A dureza das condições de trabalho e os prolongados horários a que se sujeitavam aprendizes e caixeiros, também abrangiam comerciantes, pois só alguns proporcionavam emprego fora da família: «(...) vim para aqui em 1924, ainda não tinha treze anos, para a mercearia de um tio meu (...) era todo o dia a trabalhar até às duas da noite, ao sábado. Eu no Inverno tinha as mãos cheias de gretas, das frieiras, de estar a arear as balanças com cinza e limão. Era domingo e tudo, trabalhava-se. Não tinha horário. Só mais tarde (...) reuniram todos e fecharam depois da parte da tarde ao domingo.» João Basilde dos Santos

«Tinham às vezes um rapazinho para ajudar, se fosse preciso e davam ali qualquer coisa, uma bagatela, e eram os familiares. Quem tinha empregados, nesse tempo, que eu me lembre, era o Américo da loja, tinha o Quim, tinha um rapaz de Lisboa.» Rosalina da Saúde Filipe.

«Antigamente abria-se às oito e fechava-se às nove e estava aberto à hora do almoço.Todo o merceeiro tinha que passar por aprendiz. Fui empregado, enquanto miúdo, até me estabelecer. Era salário, comida e dormida." António Vieira (81 anos, 2002), merceeiro, Arrentela.

Francisco Lopes Brandão ao balcão da sua mercearia, no Seixal © EMS/CDI, Laudelina Emídio, 2002.

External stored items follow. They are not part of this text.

use anyhow::{Context, Result};
use clap::Parser;
use tokio::net::TcpListener;
use tracing::{info, warn};

use fanout_hub::{Hub, cli::Cli, server};

fn init_tracing() {
    use tracing_subscriber::{EnvFilter, fmt};

    let filter = EnvFilter::try_from_default_env().unwrap_or_else(|_| EnvFilter::new("info"));
    let _ = fmt().with_env_filter(filter).with_target(false).try_init();
}

#[tokio::main]
async fn main() -> Result<()> {
    init_tracing();

    let cli = Cli::parse();
    let config = cli.tuning.to_config().context("invalid tuning")?;
    let hub = Hub::spawn(config)?;

    let listener = TcpListener::bind(cli.listen)
        .await
        .with_context(|| format!("failed to bind {}", cli.listen))?;
    info!("listening on {}", listener.local_addr()?);

    let app = server::router(hub, cli.index);
    if let Err(err) = server::serve_until_ctrl_c(listener, app).await {
        warn!("server exited with error: {err:?}");
        return Err(err.into());
    }

    Ok(())
}
//! Real-time fan-out hub for chat-style WebSocket clients.
//!
//! Every line a client sends is broadcast to every connected client, the
//! sender included. Slow or dead peers are evicted rather than allowed to
//! hold up everyone else. Each module has one job:
//!
//! - [`hub`] owns the live-connection set on a single task and fans
//!   broadcasts out with a non-blocking enqueue-or-evict pass.
//! - [`connection`] accepts a transport and runs its inbound and outbound
//!   pumps, including liveness pings and read/write deadlines.
//! - [`transport`] defines the frames the pumps exchange and adapts an axum
//!   WebSocket to them.
//! - [`message`] normalizes inbound text and frames outbound batches.
//! - [`server`] exposes `/` and `/ws` over HTTP.
//! - [`config`] and [`cli`] carry the tunables; [`error`] the failure taxonomy.

pub mod cli;
pub mod config;
pub mod connection;
pub mod error;
pub mod hub;
pub mod message;
pub mod server;
pub mod transport;

pub use config::HubConfig;
pub use connection::{ConnectionTasks, accept};
pub use hub::{ConnectionId, Hub, HubHandle};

«Assim que saí da escola, fiz o exame com onze aninhos, doze (...) queriam um mocinho para fazer um mandado e chegava ao fim-de-semana toma lá dois tostões ou três tostões, toma lá uma camisola velha, a tua mãe que arranje, toma lá uns sapatos, hoje almoças cá... E assim prendi-me ao comércio.» Francisco Lopes Brandão, 69 anos (2002) merceeiro, Seixal.

Francisco Brandão, que é decerto um dos comerciantes mais antigos em actividade no Seixal - Sr. Chico - expressou-nos a opinião de que "O mais forte aqui do Seixal eram as mercearias e as tabernas."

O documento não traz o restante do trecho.